Blisko pół roku trwały negocjacje pomiędzy samorządami Obszaru Metropolitalnego, dotyczące kształtu i zakresu wspólnego systemu biletowego dla metropolii. Ostatecznie udało się złożyć projekt, który 29 grudnia został zatwierdzony i wpisany na listę projektów pozakonkursowych Szczegółowego Opisu Osi Priorytetowych Regionalnego Programu Operacyjnego Województwa Pomorskiego na lata 2014-2020 (SzOOP RPO).
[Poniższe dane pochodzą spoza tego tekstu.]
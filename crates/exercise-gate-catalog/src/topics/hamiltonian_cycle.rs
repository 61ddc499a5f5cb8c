// crates/exercise-gate-catalog/src/topics/hamiltonian_cycle.rs
// ============================================================================
// Module: Hamiltonian Cycle
// Description: Backtracking search for a cycle through every vertex.
// Purpose: Provide the `hamiltonian-cycle` topic.
// Dependencies: exercise-gate-core, serde_json
// ============================================================================

//! ## Overview
//! `(matrix: seq<seq<int>>) -> seq<int>`: the first Hamiltonian cycle found
//! from vertex 0, trying successors in ascending order, closed by repeating
//! vertex 0. A single vertex forms the trivial cycle `[0, 0]`. When no cycle
//! exists the result is a `not_found` rejection.

use exercise_gate_core::Callable;
use exercise_gate_core::Contract;
use exercise_gate_core::Expected;
use exercise_gate_core::Fixture;
use exercise_gate_core::RejectionKind;
use exercise_gate_core::ValueShape;
use serde_json::json;

use super::TopicDefinition;
use super::absent;
use super::call;
use super::within_depth;

/// Topic definition.
pub const DEFINITION: TopicDefinition = TopicDefinition {
    id: "hamiltonian-cycle",
    contract,
    fixtures,
    stub,
    solutions: &[("backtracking", backtracking_candidate)],
};

// ============================================================================
// SECTION: Algorithms
// ============================================================================

/// Finds a Hamiltonian cycle in a square boolean adjacency matrix.
#[must_use]
pub fn backtracking(matrix: &[Vec<bool>]) -> Option<Vec<usize>> {
    let count = matrix.len();
    match count {
        0 => return None,
        1 => return Some(vec![0, 0]),
        _ => {}
    }
    let mut path = Vec::with_capacity(count + 1);
    let mut used = vec![false; count];
    path.push(0);
    used[0] = true;
    if extend(matrix, &mut path, &mut used) {
        path.push(0);
        Some(path)
    } else {
        None
    }
}

/// Extends the partial path; returns true once it closes into a cycle.
fn extend(matrix: &[Vec<bool>], path: &mut Vec<usize>, used: &mut [bool]) -> bool {
    let Some(&last) = path.last() else {
        return false;
    };
    if path.len() == matrix.len() {
        return matrix[last][0];
    }
    for next in 1 .. matrix.len() {
        if !matrix[last][next] || used[next] {
            continue;
        }
        path.push(next);
        used[next] = true;
        if extend(matrix, path, used) {
            return true;
        }
        used[next] = false;
        path.pop();
    }
    false
}

/// Converts a 0/1 matrix into booleans; non-square input is invalid.
fn decode_matrix(rows: Vec<Vec<i64>>) -> Result<Vec<Vec<bool>>, RejectionKind> {
    let count = rows.len();
    rows.into_iter()
        .map(|row| {
            if row.len() == count {
                Ok(row.into_iter().map(|cell| cell != 0).collect())
            } else {
                Err(RejectionKind::InvalidInput)
            }
        })
        .collect()
}

// ============================================================================
// SECTION: Candidates
// ============================================================================

/// Topic contract.
fn contract() -> Contract {
    Contract::pure(
        DEFINITION.id,
        vec![ValueShape::seq(ValueShape::seq(ValueShape::Int))],
        ValueShape::seq(ValueShape::Int),
    )
}

/// Stub that never finds a cycle.
fn stub() -> Callable {
    absent(RejectionKind::NotFound)
}

/// Backtracking variant.
fn backtracking_candidate() -> Callable {
    Callable::typed(|(rows,): (Vec<Vec<i64>>,)| {
        let matrix = decode_matrix(rows)?;
        within_depth(matrix.len())?;
        backtracking(&matrix).ok_or(RejectionKind::NotFound)
    })
}

// ============================================================================
// SECTION: Fixtures
// ============================================================================

/// Built-in fixtures.
fn fixtures() -> Vec<Fixture> {
    vec![
        call(
            json!([[
                [0, 1, 0, 1, 0],
                [1, 0, 1, 1, 1],
                [0, 1, 0, 0, 1],
                [1, 1, 0, 0, 1],
                [0, 1, 1, 1, 0]
            ]]),
            Expected::value(json!([0, 1, 2, 4, 3, 0])),
        ),
        call(
            json!([[[0, 1, 0, 0], [1, 0, 1, 0], [0, 1, 0, 1], [0, 0, 1, 0]]]),
            Expected::not_found(),
        ),
        call(json!([[[0]]]), Expected::value(json!([0, 0]))),
        call(json!([[[0, 1, 1], [1, 0, 1], [1, 1, 0]]]), Expected::value(json!([0, 1, 2, 0]))),
        call(json!([[]]), Expected::not_found()),
        call(json!([[[0, 1], [1]]]), Expected::Rejected(RejectionKind::InvalidInput)),
    ]
}
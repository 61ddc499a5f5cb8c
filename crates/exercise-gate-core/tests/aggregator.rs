// crates/exercise-gate-core/tests/aggregator.rs
// ============================================================================
// Module: Report Aggregator Tests
// Description: Whole-run aggregation, isolation, policies, and audit events.
// ============================================================================
//! ## Overview
//! Runs small registries through the aggregator and checks that every
//! (topic, variant, fixture) triple is reported, a misbehaving candidate
//! does not affect others, and rejected or fixture-less topics are listed.

#![allow(
    clippy::panic,
    clippy::print_stdout,
    clippy::print_stderr,
    clippy::unwrap_used,
    clippy::expect_used,
    clippy::use_debug,
    clippy::dbg_macro,
    clippy::panic_in_result_fn,
    clippy::unwrap_in_result,
    reason = "Test-only output and panic-based assertions are permitted."
)]

use std::collections::BTreeSet;
use std::sync::Arc;
use std::time::Duration;

use exercise_gate_core::Aggregator;
use exercise_gate_core::AggregatorConfig;
use exercise_gate_core::AuditSink;
use exercise_gate_core::Callable;
use exercise_gate_core::CandidateRegistry;
use exercise_gate_core::Comparison;
use exercise_gate_core::Contract;
use exercise_gate_core::Expected;
use exercise_gate_core::FaultKind;
use exercise_gate_core::Fixture;
use exercise_gate_core::FixtureCatalog;
use exercise_gate_core::MemoryAuditSink;
use exercise_gate_core::OutcomeStatus;
use exercise_gate_core::RejectionKind;
use exercise_gate_core::TopicAccessPolicy;
use exercise_gate_core::TopicId;
use exercise_gate_core::ValueShape;
use exercise_gate_core::Verifier;
use exercise_gate_core::VerifierConfig;
use exercise_gate_core::audit::CandidateVerifiedEvent;
use exercise_gate_core::audit::FixtureOutcomeEvent;
use exercise_gate_core::audit::RunCompleteEvent;
use exercise_gate_core::run_all;
use serde_json::Value;
use serde_json::json;

// ============================================================================
// SECTION: Helpers
// ============================================================================

fn sum_contract() -> Contract {
    Contract::pure("sum", vec![ValueShape::seq(ValueShape::Int)], ValueShape::Int)
}

fn sum_fixtures() -> Vec<Fixture> {
    vec![
        Fixture::call(vec![json!([1, 2, 3])], Expected::value(json!(6))),
        Fixture::call(vec![json!([])], Expected::value(json!(0))),
    ]
}

fn registry() -> CandidateRegistry {
    let mut registry = CandidateRegistry::new();
    registry
        .register_stub("sum", Callable::typed(|(_items,): (Vec<i64>,)| Ok(0_i64)))
        .unwrap();
    registry
        .register_solution(
            "sum",
            "fold",
            Callable::typed(|(items,): (Vec<i64>,)| Ok(items.iter().sum::<i64>())),
        )
        .unwrap();
    registry
        .register_solution(
            "sum",
            "hangs",
            Callable::pure(|_| {
                loop {
                    std::thread::sleep(Duration::from_millis(50));
                }
            }),
        )
        .unwrap();
    registry
        .register_solution(
            "max",
            "iterative",
            Callable::typed(|(items,): (Vec<i64>,)| {
                items.iter().max().copied().ok_or(RejectionKind::Empty)
            }),
        )
        .unwrap();
    registry
}

fn max_contract() -> Contract {
    Contract::pure("max", vec![ValueShape::seq(ValueShape::Int)], ValueShape::Int)
}

/// Property check that always panics.
fn exploding_property(_inputs: &[Value], _expected: &Value, _observed: &Value) -> bool {
    panic!("property exploded")
}

/// Audit sink that panics on every event of one variant and at run end.
struct PanickingSink {
    /// Variant whose events panic.
    variant: &'static str,
}

impl AuditSink for PanickingSink {
    fn record_outcome(&self, event: &FixtureOutcomeEvent) {
        assert_ne!(event.variant_name.as_str(), self.variant, "sink refuses outcome");
    }

    fn record_candidate(&self, event: &CandidateVerifiedEvent) {
        assert_ne!(event.variant_name.as_str(), self.variant, "sink refuses candidate");
    }

    fn record_run(&self, _event: &RunCompleteEvent) {
        panic!("sink refuses run summary");
    }
}

fn aggregator(config: AggregatorConfig) -> Aggregator {
    Aggregator::new(
        Verifier::new(VerifierConfig {
            fixture_timeout: Duration::from_millis(150),
        }),
        config,
    )
}

// ============================================================================
// SECTION: Aggregation
// ============================================================================

/// Every triple is reported and a hanging candidate does not block others.
#[test]
fn run_reports_every_triple() {
    let mut catalog = FixtureCatalog::new();
    catalog.insert(sum_contract(), sum_fixtures()).unwrap();
    let report = aggregator(AggregatorConfig::default()).run_all(&registry(), &catalog);

    assert_eq!(report.entries.len(), 3);
    assert!(report.entries.iter().all(|entry| entry.outcomes.len() == 2));
    assert!(report.entry("sum", "fold").unwrap().all_passed());
    let hangs = report.outcomes("sum", "hangs").unwrap();
    assert!(hangs.iter().all(|outcome| outcome.status == OutcomeStatus::Timeout));
    let stub = report.outcomes("sum", "stub").unwrap();
    assert_eq!(stub[0].status, OutcomeStatus::Fail);
    assert_eq!(stub[1].status, OutcomeStatus::Pass);
    assert_eq!(report.topics_without_fixtures, vec![TopicId::new("max")]);
    assert_eq!(report.regressions().len(), 1);
}

/// A panicking audit sink loses its events but no entries or outcomes.
#[test]
fn panicking_audit_sink_keeps_every_triple() {
    let mut catalog = FixtureCatalog::new();
    catalog.insert(sum_contract(), sum_fixtures()).unwrap();
    let config = AggregatorConfig {
        workers: 1,
        ..AggregatorConfig::default()
    };
    let report = aggregator(config)
        .with_audit(Arc::new(PanickingSink {
            variant: "stub",
        }))
        .run_all(&registry(), &catalog);

    assert_eq!(report.entries.len(), 3);
    assert!(report.entries.iter().all(|entry| entry.outcomes.len() == 2));
    assert!(report.entry("sum", "fold").unwrap().all_passed());
    let stub = report.outcomes("sum", "stub").unwrap();
    assert_eq!(stub[0].status, OutcomeStatus::Fail);
    assert_eq!(stub[1].status, OutcomeStatus::Pass);
}

/// A panic while judging one topic becomes `Error` outcomes for that topic only.
#[test]
fn judging_panic_is_isolated_to_its_topic() {
    let mut catalog = FixtureCatalog::new();
    let contract = sum_contract().with_comparison(Comparison::Property(exploding_property));
    catalog.insert(contract, sum_fixtures()).unwrap();
    catalog
        .insert(
            max_contract(),
            vec![Fixture::call(vec![json!([3, 9, 2])], Expected::value(json!(9)))],
        )
        .unwrap();
    let report = aggregator(AggregatorConfig::default()).run_all(&registry(), &catalog);

    assert_eq!(report.entries.len(), 4);
    for variant in ["stub", "fold"] {
        let outcomes = report.outcomes("sum", variant).unwrap();
        assert_eq!(outcomes.len(), 2);
        for outcome in outcomes {
            assert_eq!(outcome.status, OutcomeStatus::Error);
            let fault = outcome.fault.as_ref().unwrap();
            assert_eq!(fault.kind, FaultKind::Panic);
            assert!(fault.message.contains("property exploded"));
        }
    }
    let hangs = report.outcomes("sum", "hangs").unwrap();
    assert!(hangs.iter().all(|outcome| outcome.status == OutcomeStatus::Timeout));
    assert!(report.entry("max", "iterative").unwrap().all_passed());
}

/// A single worker produces the same report as many workers.
#[test]
fn worker_count_does_not_change_results() {
    let mut catalog = FixtureCatalog::new();
    catalog.insert(sum_contract(), sum_fixtures()).unwrap();
    let serial = aggregator(AggregatorConfig {
        workers: 1,
        ..AggregatorConfig::default()
    })
    .run_all(&registry(), &catalog);
    let parallel = aggregator(AggregatorConfig {
        workers: 8,
        ..AggregatorConfig::default()
    })
    .run_all(&registry(), &catalog);
    assert_eq!(serial, parallel);
}

/// Stubs can be excluded and topics filtered by policy.
#[test]
fn config_filters_stubs_and_topics() {
    let mut catalog = FixtureCatalog::new();
    catalog.insert(sum_contract(), sum_fixtures()).unwrap();
    let config = AggregatorConfig {
        include_stubs: false,
        policy: TopicAccessPolicy {
            allowlist: Some(BTreeSet::from(["sum".to_string()])),
            denylist: BTreeSet::new(),
        },
        ..AggregatorConfig::default()
    };
    let report = aggregator(config).run_all(&registry(), &catalog);
    assert!(report.entry("sum", "stub").is_none());
    assert!(report.entry("sum", "fold").is_some());
    assert!(report.topics_without_fixtures.is_empty());
}

/// Topics rejected at load time are listed and produce no entries.
#[test]
fn rejected_topics_are_listed() {
    let mut catalog = FixtureCatalog::new();
    let bad = vec![Fixture::call(vec![json!([1]), json!(2)], Expected::value(json!(1)))];
    assert!(catalog.insert(sum_contract(), bad).is_err());
    let report = run_all(&registry(), &catalog);
    assert!(report.entry("sum", "fold").is_none());
    assert_eq!(report.rejected_topics.len(), 1);
    assert_eq!(report.rejected_topics[0].topic_id.as_str(), "sum");
    assert_eq!(report.summary().rejected_topics, 1);
}

// ============================================================================
// SECTION: Audit
// ============================================================================

/// Outcome, candidate, and run events reach the audit sink.
#[test]
fn audit_events_are_emitted() {
    let mut catalog = FixtureCatalog::new();
    catalog.insert(sum_contract(), sum_fixtures()).unwrap();
    let sink = Arc::new(MemoryAuditSink::new());
    let aggregator = aggregator(AggregatorConfig::default()).with_audit(sink.clone());
    let report = aggregator.run_all(&registry(), &catalog);

    assert_eq!(sink.events_named("fixture_outcome").len(), report.summary().outcomes);
    assert_eq!(sink.events_named("candidate_verified").len(), 3);
    let runs = sink.events_named("run_complete");
    assert_eq!(runs.len(), 1);
    assert_eq!(runs[0]["summary"]["candidates"], json!(3));
}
Władze województwa podkreślają, że nie jest to ujednolicenie taryfy i cen biletów w naszym regionie. Dlaczego? Wprowadzenie identycznego biletu na całą aglomerację wymagałoby znalezienia dodatkowych 67 mln zł rocznie. Samorządowcy zdecydowali się na rozwiązanie proponowane przez Metropolitalny Związek Komunikacyjny Zatoki Gdańskiej, ale przyjęli go na dużo większą skalę.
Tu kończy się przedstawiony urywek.